Un thriller épistolaire presque centenaire ! C'est effectivement en 1930 que Dorothy Sayers a publié son "Documents in the Case", qui fut produit en version française, "Les pièces du dossier", après la 2ème guerre mondiale, à Paris en 1947, comme Livre de Poche Policier.

Dorothy L(eigh) Sayers (1893-1957), de 3 ans la benjamine de la célèbre Agatha Christie, a, comme sa compatriote écrit toute une série d'oeuvres à suspense. Peut-être une production au total moins nombreuse et variée que sa contemporaine, mais avec une pointe d'humour caustique qui fait probablement défaut à la grande Christie.

La petite Dorothy était une gamine douée : son père lui apprenait le Latin à partir de ses 7 ans et une gouvernante lui donnait simultanément des cours de Français. En 1915, elle sera une des premières femmes diplômées à Oxford (en arts et lettres). Cinq ans plus tard, elle aura un doctorat en littérature médiévale.

Les pièces du dossier sont pour la plupart des lettres échangées entre différents personnages vivant et circulant près de l'épicentre du drame, espacées sur une période d'à peu près 2 ans (entre le 9 septembre 1928 et 18 mars 1930).
Cette méthode peu banale permet à l'auteure de présenter progressivement les protagonistes et le contexte du drame annoncé.

Tout à fait au centre, il y a le quinquagénaire George Harrison, intelligent mais exceptionnellement rasoir, dépourvu d'imagination et un tantinet despotique pour sa 2ème épouse, la jeune et belle Margaret, considérée par certains comme une "beauté de banlieue" pas excessivement éclairée. Dans l'appartement d'en haut de leur maison viennent s'installer 2 jeunes artistes : le peintre Harwood Lathom et l'écrivain John Munting. Autour de ces 4 personnages virevoltent quelques autres : l'étrange Agatha Milsom, une intrigante qui réside chez les Harrison ; Elizabeth "Lisette" Drake, la fiancée de Munting et Paul Harrison, fils d'un premier mariage de George.

C'est ce dernier qui fabrique le fameux dossier destiné à Sir Gilbert Pugh, directeur des poursuites judiciaires de Londres, après que son père est retrouvé mort dans sa cabane isolée près de Manaton dans le Devon. Soit dit en passant l'endroit de prédilection de l'auteur John Galsworthy (1867-1933) de "La dynastie des Forsyte", qui y a passé maintes vacances d'été. Apparemment son père est mort empoisonné par des champignons. Hypothèse peu convaincante, puisque George Harrison était un mycologue amateur talentueux !

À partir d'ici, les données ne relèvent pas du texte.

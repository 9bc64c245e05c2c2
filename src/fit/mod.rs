//! Penalized model fitting.
//!
//! - `lambda_grid`: the regularization path
//! - `gaussian` / `binomial`: coordinate-descent path fitters
//! - `cv`: k-fold cross-validation over the path (parallel)
//! - `selection`: predictor ranking, screening and refit

pub mod binomial;
pub mod cv;
pub mod gaussian;
pub mod lambda_grid;
pub mod path;
pub mod selection;

pub use cv::*;
pub use lambda_grid::*;
pub use path::*;
pub use selection::*;
//! ASCII plotting for terminal output.
//!
//! Fixed-size character grid, deterministic output:
//! - cross-validation curve: mean CV score against `ln λ`, with `M` marking
//!   `lambda.min` and `S` marking `lambda.1se`
//! - ROC curve: `*` for the curve, `.` for the chance diagonal

use crate::fit::CvFit;
use crate::metrics::{RocPoint, auc_from_roc};

/// Render the CV curve of a cross-validated path.
pub fn render_cv_plot(cv: &CvFit, width: usize, height: usize) -> String {
    let width = width.max(10);
    let height = height.max(5);

    let points: Vec<(f64, f64)> = cv
        .lambdas
        .iter()
        .zip(&cv.cvm)
        .filter(|(_, m)| m.is_finite())
        .map(|(l, m)| (l.ln(), *m))
        .collect();

    let Some((x_min, x_max)) = range(points.iter().map(|p| p.0)) else {
        return "CV plot: not enough finite points\n".to_string();
    };
    let (y_min, y_max) = range(points.iter().map(|p| p.1)).unwrap_or((0.0, 1.0));
    let (y_min, y_max) = pad_range(y_min, y_max, 0.05);

    let mut grid = vec![vec![' '; width]; height];
    draw_curve(&mut grid, &points, (x_min, x_max), (y_min, y_max), '-');

    for (index, ch) in [(cv.index_1se, 'S'), (cv.index_min, 'M')] {
        let (l, m) = (cv.lambdas[index], cv.cvm[index]);
        if m.is_finite() {
            let x = map_x(l.ln(), x_min, x_max, width);
            let y = map_y(m, y_min, y_max, height);
            grid[y][x] = ch;
        }
    }

    let mut out = format!(
        "CV {}: ln(lambda)=[{x_min:.2}, {x_max:.2}] | {}=[{y_min:.4}, {y_max:.4}] | M=lambda.min S=lambda.1se\n",
        cv.measure.name(),
        cv.measure.name()
    );
    push_grid(&mut out, grid);
    out
}

/// Render an ROC curve on the unit square.
pub fn render_roc_plot(points: &[RocPoint], width: usize, height: usize) -> String {
    let width = width.max(10);
    let height = height.max(5);

    let Some(auc) = auc_from_roc(points) else {
        return "ROC plot: both classes are required\n".to_string();
    };

    let unit = (0.0, 1.0);
    let curve: Vec<(f64, f64)> = points.iter().map(|p| (p.fpr, p.tpr)).collect();

    let mut grid = vec![vec![' '; width]; height];
    draw_curve(&mut grid, &curve, unit, unit, '*');
    draw_curve(&mut grid, &[(0.0, 0.0), (1.0, 1.0)], unit, unit, '.');

    let mut out = format!("ROC (AUC={auc:.4}) | x=false positive rate, y=true positive rate\n");
    push_grid(&mut out, grid);
    out
}

fn push_grid(out: &mut String, grid: Vec<Vec<char>>) {
    for row in grid {
        out.push_str(&row.into_iter().collect::<String>());
        out.push('\n');
    }
}

fn range(values: impl Iterator<Item = f64>) -> Option<(f64, f64)> {
    let mut min = f64::INFINITY;
    let mut max = f64::NEG_INFINITY;
    for v in values {
        min = min.min(v);
        max = max.max(v);
    }
    if min.is_finite() && max.is_finite() && max > min {
        Some((min, max))
    } else if min.is_finite() && max.is_finite() {
        Some((min - 0.5, max + 0.5))
    } else {
        None
    }
}

fn pad_range(min: f64, max: f64, frac: f64) -> (f64, f64) {
    let span = (max - min).abs();
    let pad = (span * frac).max(1e-12);
    (min - pad, max + pad)
}

fn map_x(x: f64, x_min: f64, x_max: f64, width: usize) -> usize {
    let width = width.max(2);
    let u = ((x - x_min) / (x_max - x_min)).clamp(0.0, 1.0);
    (u * (width as f64 - 1.0)).round() as usize
}

fn map_y(y: f64, y_min: f64, y_max: f64, height: usize) -> usize {
    let height = height.max(2);
    let u = ((y - y_min) / (y_max - y_min)).clamp(0.0, 1.0);
    // y=top is max -> row 0
    (height as f64 - 1.0 - (u * (height as f64 - 1.0))).round() as usize
}

/// Connect consecutive points; only blank cells are written.
fn draw_curve(grid: &mut [Vec<char>], points: &[(f64, f64)], xr: (f64, f64), yr: (f64, f64), ch: char) {
    let height = grid.len();
    let width = grid[0].len();

    let mut prev = None;
    for &(x, y) in points {
        let cx = map_x(x, xr.0, xr.1, width);
        let cy = map_y(y, yr.0, yr.1, height);
        match prev {
            Some((x0, y0)) => draw_line(grid, x0, y0, cx, cy, ch),
            None if grid[cy][cx] == ' ' => grid[cy][cx] = ch,
            None => {}
        }
        prev = Some((cx, cy));
    }
}

/// Integer line drawing (Bresenham-ish).
fn draw_line(grid: &mut [Vec<char>], x0: usize, y0: usize, x1: usize, y1: usize, ch: char) {
    let mut x0 = x0 as isize;
    let mut y0 = y0 as isize;
    let x1 = x1 as isize;
    let y1 = y1 as isize;

    let dx = (x1 - x0).abs();
    let sx = if x0 < x1 { 1 } else { -1 };
    let dy = -(y1 - y0).abs();
    let sy = if y0 < y1 { 1 } else { -1 };
    let mut err = dx + dy;

    loop {
        if y0 >= 0
            && (y0 as usize) < grid.len()
            && x0 >= 0
            && (x0 as usize) < grid[0].len()
            && grid[y0 as usize][x0 as usize] == ' '
        {
            grid[y0 as usize][x0 as usize] = ch;
        }

        if x0 == x1 && y0 == y1 {
            break;
        }
        let e2 = 2 * err;
        if e2 >= dy {
            err += dy;
            x0 += sx;
        }
        if e2 <= dx {
            err += dx;
            y0 += sy;
        }
    }
}

#[cfg(test)]
mod tests {
    use super::*;
    use crate::domain::{Family, Measure};
    use crate::fit::PathFit;
    use crate::metrics::roc_curve;
    use nalgebra::DVector;

    #[test]
    fn roc_golden_snapshot_small() {
        let roc = roc_curve(&[0.9, 0.8, 0.2, 0.1], &[1.0, 1.0, 0.0, 0.0]);
        let txt = render_roc_plot(&roc, 10, 5);
        let expected = concat!(
            "ROC (AUC=1.0000) | x=false positive rate, y=true positive rate\n",
            "**********\n",
            "*     ..  \n",
            "*   ..    \n",
            "* ..      \n",
            "*.        \n",
        );
        assert_eq!(txt, expected);
    }

    #[test]
    fn roc_without_both_classes_is_a_message() {
        let txt = render_roc_plot(&[], 10, 5);
        assert!(txt.starts_with("ROC plot"));
    }

    #[test]
    fn cv_plot_marks_selected_lambdas() {
        let lambdas = vec![1.0, 0.5, 0.25, 0.125];
        let cv = CvFit {
            measure: Measure::Mse,
            lambdas: lambdas.clone(),
            cvm: vec![4.0, 2.0, 1.0, 1.5],
            cvsd: vec![0.5; 4],
            nzero: vec![0, 1, 2, 2],
            index_min: 2,
            index_1se: 1,
            fold_sizes: vec![5, 5, 5],
            path: PathFit {
                family: Family::Gaussian,
                lambdas,
                intercepts: vec![0.0; 4],
                betas: vec![DVector::zeros(2); 4],
                converged: vec![true; 4],
            },
        };

        let txt = render_cv_plot(&cv, 20, 8);
        let lines: Vec<&str> = txt.lines().collect();
        assert_eq!(lines.len(), 9);
        assert!(lines[0].starts_with("CV mse:"));
        assert_eq!(txt.matches('M').count() - lines[0].matches('M').count(), 1);
        assert_eq!(txt.matches('S').count() - lines[0].matches('S').count(), 1);
        // Largest λ has the worst score: top-right corner.
        assert_eq!(lines[1].chars().last(), Some('-'));
    }
}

Et puis, il y a cette romance entre la jolie Margaret et le sympathique Lathom ! Et puis, quel est au juste le rôle du jeune écrivain "en herbe" John Munting ? Et puis..... et puis !?!

La forme épistolaire est très rare dans la catégorie de thrillers littéraires et celui-ci en est sans doute le tout premier.

Dans ce petit livre de 250 pages, Dorothy Sayers se montre une excellente observatrice des moeurs de son temps et de son milieu, très attentive à la place et au statut de la femme dans cette société, ce qui en assure une plus-value significative.

Petite anecdote littéraire : la traductrice de l'ouvrage s'appelle Yvonne Paraf (1902-1981), qui a été la grande amie de Jean Bruller, alias Vercors (1902-1991), auteur de la nouvelle magistrale "Le silence de la mer" de 1942, et a ainsi été impliquée et associée à la Résistance et à la création des Éditions de Minuit de Bruller/Vercors, qui avait tout juste 6 jours de moins qu'elle.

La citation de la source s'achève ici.